The device is in use for the recording of surface His-bundle potentials (Peper
et al., 1985) where very small signals (some microvolts) have to be recorded
and a low level of noise and interference is of utmost importance.
Fig.5 Add-on circuit for a n-channel bioelectric measurement. The circuit reduces the common mode voltage (driven right leg circuit) and interference currents in the measurement cables (guarding.
In this paper it is demonstrated that considerable improvement can be obtained in the
susceptibility of amplifier systems for interference. Shielding combined with guarding
techniques to prevent interference currents in the measurement cables appeared to be of
utmost importance in this respect. Regrettably most of the commercially available
electrode systems do not provide standard shielded leads.
Common mode voltage reduction remains important because differences in electrode impedance cause differential mode interference, even if the impedances of the amplifier inputs are equal. Although good preparation of the electrodes and the skin may reduce this type of interference, electrode impedances differ with every new recording and are inherently an uncertain factor. Some reduction of the common mode voltage can be obtained by a good isolation of the amplifier circuit, i.e. the capacitances of the amplifier to mains and ground should be much smaller than the capacitances of the body to mains and ground. However, these low capacitances are usually not easy to achieve and isolation must therefore be regarded mainly as a way to improve patient safety. More effective common mode voltage reduction can be obtained with a driven right leg circuit.

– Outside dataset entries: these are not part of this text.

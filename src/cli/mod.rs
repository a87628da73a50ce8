// CLI - Command-line interface definitions

use clap::{Parser, Subcommand};

pub mod args;

pub use args::{CheckArgs, DemoArgs, ParseArgs, PlanArgs};

/// Clipmill: interactive clip selection and job orchestration
#[derive(Parser, Debug)]
#[command(name = "clipmill", version, about)]
pub struct Cli {
    #[command(subcommand)]
    pub command: Commands,
}

#[derive(Subcommand, Debug)]
pub enum Commands {
    /// Parse free-form range text into seconds
    Parse(ParseArgs),
    /// Plan clip positions for a duration, length, and count
    Plan(PlanArgs),
    /// Load and validate the configuration
    Check(CheckArgs),
    /// Run a scripted end-to-end flow against the mock adapters
    Demo(DemoArgs),
}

The combination of guarding and driven right leg circuits has been given special attention. Both circuits form feedback loops and it is shown in the appendix that careful dimensioning of each circuit is important to accomplish a stable combination. The application presented in this study are designed to be stable even when the impedances in the measurement situation (electrode impedances, body and amplifier capacitance etc.) differ largely from the values encountered in a typical situation. Consequently, the performance of these circuits can be improved in many measurement situations. A good solution to this problem might be an optimalization of the guarding and driven right leg circuits - dependent on the measurement situation - by an automated procedure with a digital signal processing system. A special class of interference is the high frequency interference caused by for instance fluorescent tubes or switching power supplies. Common mode voltage reduction is less effective at higher frequencies as the driven right leg circuit gain decreases with frequency. Moreover, at high frequencies the input impedance of an amplifier will decrease because of its capacitive component, increasing the effect of the common mode interference voltage. Although high frequencies are usually filtered out in bioelectric measurements, amplifiers can easily saturate or produce low frequency distortion components. High frequency interference therefore remains a factor of great concern which in some situations may render high quality recordings impossible.
This research was supported by the Netherlands Foundation for Technical Research (STW).